Ideally then, we really shouldn’t eat anything that may potentially feel pain in our efforts to eat it, if we’re on a quest to claim some moral high ground. Fruits and nuts appear okay to eat then seeing how they are the attempt of plants to procreate and not ‘alive’ in and of themselves or cannot grow unless they’re given the proper circumstances or conditions. In the end, the so-called moral argument given by vegetarians is utterly lost on me; it rings as hollow as a gourd.

This aside, I do believe there are some good arguments to be made in favor of a vegetarian diet. First and foremost is the environmental argument. While a majority of human beings seem to care very little about how poisonous they make their own immediate environment…well, that’s just it. Look, the Romans didn’t know they were poisoning themselves with lead and this was a contributing factor to the fall of their empire. We don’t have that excuse anymore. We know what we’re doing to the environment and the vast majority of us still don’t care. We don’t care that the environment sometimes – maybe often – contributes to cancer yet people ‘race for a cure’ instead of doing the obvious, cleaning up a toxic environment. (I might also mention that people who constantly consume meat have higher rates of cancer than vegetarians.) I know full well that cancer is a horrible, devastating disease but there are steps we can take to minimize our risk to succumbing to it, and taking care of the environment should be chief among those steps. And this is to say nothing of the methane – a particularly nasty greenhouse gas – that is released into the atmosphere due to cattle farming. Shoot, sorry; I forgot rising temperatures aren’t mankind’s fault. (You know mankind can’t take the blame for anything it does to itself.)
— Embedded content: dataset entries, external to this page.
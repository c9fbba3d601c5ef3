use std::fmt;

/// Ordered, de-duplicated list of the texts that triggered replacements in
/// one output rule.
#[derive(Clone, Debug, Default, PartialEq, Eq, Hash)]
pub struct ProvenanceLabel {
  labels: Vec<String>,
}

impl ProvenanceLabel {
  pub fn new() -> Self {
    Self::default()
  }

  pub fn push(&mut self, label: impl Into<String>) {
    let label = label.into();
    if !self.labels.contains(&label) {
      self.labels.push(label);
    }
  }

  pub fn merge(&mut self, other: &ProvenanceLabel) {
    for label in &other.labels {
      self.push(label.clone());
    }
  }

  pub fn iter(&self) -> impl Iterator<Item = &str> {
    self.labels.iter().map(String::as_str)
  }

  pub fn len(&self) -> usize {
    self.labels.len()
  }

  pub fn is_empty(&self) -> bool {
    self.labels.is_empty()
  }

  /// Body of the comment emitted before a rule when comments are enabled.
  pub fn comment_text(&self) -> String {
    format!("remap-css rule for {self}")
  }
}

impl<S: Into<String>> FromIterator<S> for ProvenanceLabel {
  fn from_iter<T: IntoIterator<Item = S>>(iter: T) -> Self {
    let mut label = ProvenanceLabel::new();
    for item in iter {
      label.push(item);
    }
    label
  }
}

impl fmt::Display for ProvenanceLabel {
  fn fmt(&self, f: &mut fmt::Formatter<'_>) -> fmt::Result {
    for (index, label) in self.labels.iter().enumerate() {
      if index > 0 {
        write!(f, ", ")?;
      }
      // The text ends up inside a comment, so it must not close it early.
      let escaped = label.replace('"', "\\\"").replace("*/", "* /");
      write!(f, "\"{escaped}\"")?;
    }
    Ok(())
  }
}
As alluded to a few moments ago, there is also much evidence that a vegetarian or meat-restricted diet is healthier and this is a good reason to choose this dietary avenue. This is not to say that being a vegetarian doesn’t take planning, it does. Much of the protein (and to a much lesser degree vitamins, minerals and fats) we get easily from animal products are not readily found in plants, meaning a vegetarian must eat a broader range of plants to meet their essential nutrient needs. Given the downside of consuming so much meat, both for the environment and our health, taking the time to do a little planning couldn’t hurt. Facebook and Twitter will still be there after the ten minutes you’re gone doing some research.
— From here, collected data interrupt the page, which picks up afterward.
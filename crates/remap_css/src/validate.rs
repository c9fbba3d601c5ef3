//! Property grammar checks backed by lightningcss.

use lightningcss::properties::custom::CustomPropertyName;
use lightningcss::properties::{Property, PropertyId};
use lightningcss::stylesheet::ParserOptions;

/// Whether `value` is accepted by the grammar of `property`.
///
/// Unknown properties are rejected. Values that lightningcss can only keep
/// as unparsed tokens are rejected too, unless they contain `var()`, whose
/// substitution cannot be checked ahead of time.
pub fn is_valid_declaration(property: &str, value: &str) -> bool {
  let property = property.trim().to_ascii_lowercase();
  let value = value.trim();
  if value.is_empty() {
    return false;
  }

  let id = PropertyId::from(property.as_str());
  let valid = match Property::parse_string(id, value, ParserOptions::default()) {
    Ok(Property::Unparsed(_)) => value.to_ascii_lowercase().contains("var("),
    Ok(Property::Custom(custom)) => !matches!(custom.name, CustomPropertyName::Unknown(_)),
    Ok(_) => true,
    Err(error) => {
      tracing::trace!(%property, value, ?error, "declaration rejected by grammar");
      false
    }
  };
  valid
}

#[cfg(test)]
mod tests {
  use super::*;

  #[test]
  fn accepts_valid_declarations() {
    assert!(is_valid_declaration("color", "red"));
    assert!(is_valid_declaration("Color", "#abcdef80"));
    assert!(is_valid_declaration("border-color", "yellow"));
    assert!(is_valid_declaration("background", "url(a.png) no-repeat #fff"));
    assert!(is_valid_declaration("box-shadow", "0 0 0 1px rgba(0, 0, 0, .5)"));
    assert!(is_valid_declaration("--accent", "anything goes"));
  }

  #[test]
  fn rejects_invalid_declarations() {
    assert!(!is_valid_declaration("color", "1px"));
    assert!(!is_valid_declaration("border-color", "solid"));
    assert!(!is_valid_declaration("colour", "red"));
    assert!(!is_valid_declaration("color", ""));
  }

  #[test]
  fn var_references_are_accepted() {
    assert!(is_valid_declaration("color", "var(--accent)"));
  }
}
There is sufficiently proper reasons to be a vegetarian but let’s not pretend that the ‘moral’ argument is one of them. Getting into an ‘conversation’ with a carnivore and bringing that argument up is only going to make said carnivore run out to the store and buy a cow’s worth of ground meat. Of course, hard core carnivores don’t care about being healthy either, so perhaps the point is moo-t. Vegetarians; do what’s right for yourself and let time win the battle for you. While you console the meat-eater in your family as they lay dying of cancer, you can say, “I told ya so.”